** RECORDS PROVIDED follows **
//! Safe file I/O utilities: atomic content replacement.
//!
//! [`atomic_write()`] writes to a sibling temporary file, syncs it, and
//! renames it over the target, so the target is either fully updated or
//! unchanged - never partially written.

use std::ffi::OsString;
use std::fs;
use std::io::{self, BufWriter, Write};
use std::path::Path;

use tempfile::{Builder, NamedTempFile};

/// Atomically replace the contents of a file.
///
/// The parent directory must already exist. If the target exists its
/// permissions are carried over to the new contents.
///
/// # Errors
///
/// Returns an error if the temporary file cannot be created, written, synced,
/// or renamed. Only the temporary file this call created is removed on
/// failure; nothing else next to the target is touched.
///
/// # Platform Notes
///
/// On Unix, rename is atomic within the same filesystem.
/// On Windows, rename may not be atomic but still provides crash safety.
pub fn atomic_write(path: &Path, contents: &[u8]) -> io::Result<()> {
    let file_name = path.file_name().ok_or_else(|| {
        io::Error::new(
            io::ErrorKind::InvalidInput,
            format!("cannot write to {}: no file name", path.display()),
        )
    })?;
    let dir = match path.parent() {
        Some(parent) if !parent.as_os_str().is_empty() => parent,
        _ => Path::new("."),
    };
    let existing = fs::metadata(path).ok().map(|meta| meta.permissions());

    // `.name.XXXXXX.tmp` next to the target, so the rename never crosses devices.
    let mut prefix = OsString::from(".");
    prefix.push(file_name);
    prefix.push(".");
    let mut builder = Builder::new();
    builder.prefix(&prefix).suffix(".tmp");
    if existing.is_none() {
        default_permissions(&mut builder);
    }

    // Dropping `tmp` on any early return deletes it.
    let mut tmp = builder.tempfile_in(dir)?;
    write_synced(&mut tmp, contents)?;
    if let Some(perms) = existing {
        tmp.as_file().set_permissions(perms)?;
    }

    tmp.persist(path).map_err(|e| e.error)?;
    Ok(())
}

fn write_synced(tmp: &mut NamedTempFile, contents: &[u8]) -> io::Result<()> {
    {
        let mut writer = BufWriter::new(tmp.as_file_mut());
        writer.write_all(contents)?;
        writer.flush()?;
    }
    // Sync to disk before rename
    tmp.as_file().sync_all()
}

/// A new target gets the usual umask-filtered mode, not the 0600 of a temp file.
#[cfg(unix)]
fn default_permissions(builder: &mut Builder<'_, '_>) {
    use std::os::unix::fs::PermissionsExt;
    builder.permissions(fs::Permissions::from_mode(0o666));
}

#[cfg(not(unix))]
fn default_permissions(_builder: &mut Builder<'_, '_>) {}
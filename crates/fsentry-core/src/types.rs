//! Data types shared across the crate: entry kinds, metadata, and the
//! conflict policies taken by `make` and the directory lookups.

use chrono::{DateTime, Utc};
use serde::{Deserialize, Serialize};
use strum::{AsRefStr, EnumString};

/// Kind of filesystem entry a handle can represent.
#[derive(Debug, Clone, Copy, PartialEq, Eq, Hash)]
pub enum EntryKind {
    File,
    Directory,
}

/// Metadata for a filesystem entry.
#[derive(Debug, Clone)]
pub struct Metadata {
    pub size: u64,
    pub created: Option<DateTime<Utc>>,
    pub modified: Option<DateTime<Utc>>,
    pub kind: EntryKind,
}

/// What `File::make` / `Directory::make` do when the target already exists.
#[derive(
    Debug, Clone, Copy, Default, PartialEq, Eq, Hash, Serialize, Deserialize, EnumString, AsRefStr,
)]
#[serde(rename_all = "snake_case")]
#[strum(serialize_all = "snake_case")]
pub enum IfExists {
    /// Fail with `AlreadyExists`.
    #[default]
    ThrowOnExists,
    /// Remove the existing entry and create a fresh, empty one.
    Overwrite,
    /// Return a handle to the existing entry untouched.
    Open,
}

/// What `Directory::get_file` / `Directory::get_directory` do on a miss.
#[derive(
    Debug, Clone, Copy, Default, PartialEq, Eq, Hash, Serialize, Deserialize, EnumString, AsRefStr,
)]
#[serde(rename_all = "snake_case")]
#[strum(serialize_all = "snake_case")]
pub enum IfNotExists {
    /// Fail with `DoesNotExist`.
    #[default]
    ThrowOnMissing,
    /// Create the child and return a handle to it.
    Create,
}

#[cfg(test)]
mod tests {
    use super::*;
    use std::str::FromStr;

    #[test]
    fn test_policy_defaults() {
        assert_eq!(IfExists::default(), IfExists::ThrowOnExists);
        assert_eq!(IfNotExists::default(), IfNotExists::ThrowOnMissing);
    }

    #[test]
    fn test_policy_from_str() {
        assert_eq!(IfExists::from_str("overwrite").unwrap(), IfExists::Overwrite);
        assert_eq!(IfExists::from_str("open").unwrap(), IfExists::Open);
        assert_eq!(IfNotExists::from_str("create").unwrap(), IfNotExists::Create);
        assert!(IfExists::from_str("clobber").is_err());
    }

    #[test]
    fn test_policy_as_ref() {
        assert_eq!(IfExists::ThrowOnExists.as_ref(), "throw_on_exists");
        assert_eq!(IfNotExists::ThrowOnMissing.as_ref(), "throw_on_missing");
    }
}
** End of RECORDS PROVIDED **
§ **AIM OF THE EXERCISE**:
When a line above includes the word "next", please list that line.

§ **SOLUTION**:
/// failure; nothing else next to the target is touched.
    // `.name.XXXXXX.tmp` next to the target, so the rename never crosses devices.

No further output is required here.